REQUIRED WORK: Look for the word "strong" in the entries and copy each line where it appears.

Extracted records:
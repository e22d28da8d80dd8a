//! Summary view as plain text.

use super::{layout_header, reference_line};
use xsdoc_model::{CrossRefResolver, ItemDisplay, ItemId, Layout, Markup};

/// Generator for the summary blocks of a layout.
pub struct SummaryText<'a> {
    layout: &'a Layout,
    resolver: &'a CrossRefResolver,
}

impl<'a> SummaryText<'a> {
    /// Creates a new summary text generator.
    #[must_use]
    pub fn new(layout: &'a Layout, resolver: &'a CrossRefResolver) -> Self {
        Self { layout, resolver }
    }

    /// Generates the summary blocks, one per group.
    #[must_use]
    pub fn generate(&self) -> String {
        let mut output = layout_header(self.layout);
        self.generate_blocks(self.layout.root(), &mut output);
        output
    }

    fn generate_blocks(&self, id: ItemId, output: &mut String) {
        let display = ItemDisplay::new(self.layout, id, self.resolver, Markup::Text);
        let item = display.item();

        output.push_str(&format!("Nível: {}\n", item.level));
        output.push_str(&format!("Nome: {}\n", item.name));
        output.push_str(&format!("Pai: {}\n", display.parent_anchor()));
        output.push_str(&format!("Descrição: {}\n", display.summary_description()));
        output.push_str(&format!("Ocorrência: {}\n", display.occurrence()));
        output.push_str(&format!("Chave: {}\n", display.group_keys()));
        output.push_str(&format!("Condição: {}\n\n", display.usage_conditions()));

        if item.is_duplicate() {
            if item.children.iter().any(|c| self.layout[*c].is_aggregating()) {
                output.push_str(&reference_line(self.layout, item));
            }
            return;
        }

        for child in self.layout.children(id).filter(|c| c.is_aggregating()) {
            self.generate_blocks(child.id, output);
        }
    }
}
//! Display strings for layout items.
//!
//! [`ItemDisplay`] formats the columns shown by the summary and complete
//! views, either as HTML fragments or as plain text.

use crate::crossref::{CrossRefResolver, RefContext, encode_superscript};
use crate::item::{ItemId, SchemaItem, TypeLabel};
use crate::layout::Layout;

/// Output markup.
#[derive(Debug, Clone, Copy, PartialEq, Eq, Hash)]
pub enum Markup {
    /// HTML fragments with resolved hyperlinks.
    Html,
    /// Plain text.
    Text,
}

/// Formats an anchor link.
#[must_use]
pub fn link(anchor: &str, label: &str) -> String {
    format!(r##"<a href="#{anchor}">{label}</a>"##)
}

/// Display accessors for one item.
#[derive(Debug, Clone, Copy)]
pub struct ItemDisplay<'a> {
    layout: &'a Layout,
    item: &'a SchemaItem,
    resolver: &'a CrossRefResolver,
    markup: Markup,
}

impl<'a> ItemDisplay<'a> {
    /// Creates the display of item `id` of `layout`.
    ///
    /// # Panics
    /// Panics if `id` does not belong to `layout`.
    #[must_use]
    pub fn new(
        layout: &'a Layout,
        id: ItemId,
        resolver: &'a CrossRefResolver,
        markup: Markup,
    ) -> Self {
        Self {
            layout,
            item: &layout[id],
            resolver,
            markup,
        }
    }

    /// The displayed item.
    #[must_use]
    pub const fn item(&self) -> &'a SchemaItem {
        self.item
    }

    /// `N` when both bounds are equal, `min-max` otherwise.
    #[must_use]
    pub fn occurrence(&self) -> String {
        self.item.occurrence.to_string()
    }

    /// Documented size; `-` for groups and dates.
    #[must_use]
    pub fn size(&self) -> String {
        if self.item.is_aggregating() || self.item.type_label == TypeLabel::Date {
            return "-".to_string();
        }
        self.item
            .size
            .as_ref()
            .map_or_else(|| "-".to_string(), ToString::to_string)
    }

    /// Decimal places, or `-`.
    #[must_use]
    pub fn decimals(&self) -> &'a str {
        if self.item.is_aggregating() {
            return "-";
        }
        self.item.decimal_places.as_deref().unwrap_or("-")
    }

    /// First description line without trailing periods.
    #[must_use]
    pub fn summary_description(&self) -> String {
        let line = self.item.summary_description().trim_end_matches('.');
        match self.markup {
            Markup::Html => self
                .resolver
                .resolve(line, Some(RefContext::layout(self.layout))),
            Markup::Text => self.resolver.strip(line).into_owned(),
        }
    }

    /// Group key fields, linked to their rows in HTML; `-` when none.
    ///
    /// Duplicates link to the keys of their reference target.
    #[must_use]
    pub fn group_keys(&self) -> String {
        if self.item.group_keys.is_empty() {
            return "-".to_string();
        }
        match self.markup {
            Markup::Html => {
                let base = self
                    .layout
                    .reference(self.item.id)
                    .map_or(self.item.path.as_str(), |r| r.path.as_str());
                self.item
                    .group_keys
                    .iter()
                    .map(|key| link(&format!("{base}_{key}"), key))
                    .collect::<Vec<_>>()
                    .join(", ")
            }
            Markup::Text => self.item.group_keys.join(", "),
        }
    }

    /// Usage conditions, one per line.
    #[must_use]
    pub fn usage_conditions(&self) -> String {
        let (separator, context) = match self.markup {
            Markup::Html => (";<br />\n", Some(self.context())),
            Markup::Text => ("\n", None),
        };
        self.item
            .usage_conditions
            .iter()
            .map(|(tag, text)| match text {
                None => tag.clone(),
                Some(text) => format!("{tag} {}", self.render_line(text, context)),
            })
            .collect::<Vec<_>>()
            .join(separator)
    }

    /// Parent name, linked to its summary row in HTML.
    ///
    /// Empty in HTML and `-` in text for the root.
    #[must_use]
    pub fn parent_anchor(&self) -> String {
        match (self.layout.parent(self.item.id), self.markup) {
            (Some(parent), Markup::Html) => link(&format!("r_{}", parent.path), &parent.name),
            (Some(parent), Markup::Text) => parent.name.clone(),
            (None, Markup::Html) => String::new(),
            (None, Markup::Text) => "-".to_string(),
        }
    }

    /// Full description block.
    ///
    /// Description lines, then valid values, origin, source event, validation
    /// and rules, each section only when non-empty.
    #[must_use]
    pub fn description(&self) -> String {
        match self.markup {
            Markup::Html => self.description_html(),
            Markup::Text => self.description_text(),
        }
    }

    fn context(&self) -> RefContext<'a> {
        RefContext::item(self.layout, self.item.id)
    }

    /// Resolves tokens in HTML, strips them in text.
    fn render_line(&self, line: &str, context: Option<RefContext<'_>>) -> String {
        match self.markup {
            Markup::Html => self.resolver.resolve(line, context),
            Markup::Text => self.resolver.strip(line).into_owned(),
        }
    }

    fn resolved_lines(&self, lines: &[String]) -> String {
        lines
            .iter()
            .map(|line| self.resolver.resolve(line, Some(self.context())))
            .collect::<Vec<_>>()
            .join("<br />\n")
    }

    fn description_html(&self) -> String {
        let item = self.item;
        let mut out = self.resolved_lines(item.detailed_description());

        if !item.valid_values.is_empty() {
            out.push_str("<br />\n<strong>Valores válidos:</strong>");
            let mut heading_break = "";
            for (value, description) in &item.valid_values {
                match description.as_deref() {
                    Some("") => {
                        out.push_str(heading_break);
                        out.push_str("<br />\n");
                        out.push_str(value);
                    }
                    Some(text) => {
                        let text = self.resolver.resolve(text, Some(self.context()));
                        out.push_str(&format!(
                            "<br />\n<strong>{value}</strong> - {}",
                            encode_superscript(&text)
                        ));
                        heading_break = "<br />\n";
                    }
                    None => out.push_str(&format!(" {value},")),
                }
            }
            truncate_trailing(&mut out, ',');
        }

        for (label, lines) in [
            ("Origem:", &item.origin_notes),
            ("Evento de origem:", &item.source_event_notes),
            ("Validação:", &item.validation_notes),
        ] {
            if !lines.is_empty() {
                out.push_str(&format!("<br />\n<strong>{label}</strong> "));
                out.push_str(&self.resolved_lines(lines));
            }
        }

        if !item.validation_rules.is_empty() {
            let plural = if item.validation_rules.len() > 1 { "s" } else { "" };
            out.push_str(&format!(
                "<br />\n<strong>Regra{plural} de validação:</strong>"
            ));
            for rule in &item.validation_rules {
                out.push_str("<br />\n");
                out.push_str(&link(rule, rule));
            }
        }

        out
    }

    fn description_text(&self) -> String {
        let item = self.item;
        let stripped = |lines: &[String]| {
            lines
                .iter()
                .map(|line| self.resolver.strip(line).into_owned())
                .collect::<Vec<_>>()
                .join("\n")
        };
        let mut out = stripped(item.detailed_description());

        if !item.valid_values.is_empty() {
            out.push_str("\nValores válidos:\n");
            for (value, description) in &item.valid_values {
                match description.as_deref() {
                    Some("") => {
                        out.push_str(value);
                        out.push('\n');
                    }
                    Some(text) => {
                        out.push_str(&format!("{value} - {}\n", self.resolver.strip(text)));
                    }
                    None => out.push_str(&format!(" {value},")),
                }
            }
            truncate_trailing(&mut out, ',');
            truncate_trailing(&mut out, '\n');
        }

        for (label, lines) in [
            ("Origem:", &item.origin_notes),
            ("Evento de origem:", &item.source_event_notes),
            ("Validação:", &item.validation_notes),
        ] {
            if !lines.is_empty() {
                out.push_str(&format!("\n{label} "));
                out.push_str(&stripped(lines.as_slice()));
            }
        }

        if !item.validation_rules.is_empty() {
            out.push_str("\nRegras de validação:\n");
            out.push_str(&item.validation_rules.join("\n"));
        }

        out
    }
}

/// Removes every trailing occurrence of `c`.
fn truncate_trailing(text: &mut String, c: char) {
    let len = text.trim_end_matches(c).len();
    text.truncate(len);
}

RESPONSE:
            out.push_str("<br />\n<strong>Valores válidos:</strong>");
                            "<br />\n<strong>{value}</strong> - {}",
                out.push_str(&format!("<br />\n<strong>{label}</strong> "));
                "<br />\n<strong>Regra{plural} de validação:</strong>"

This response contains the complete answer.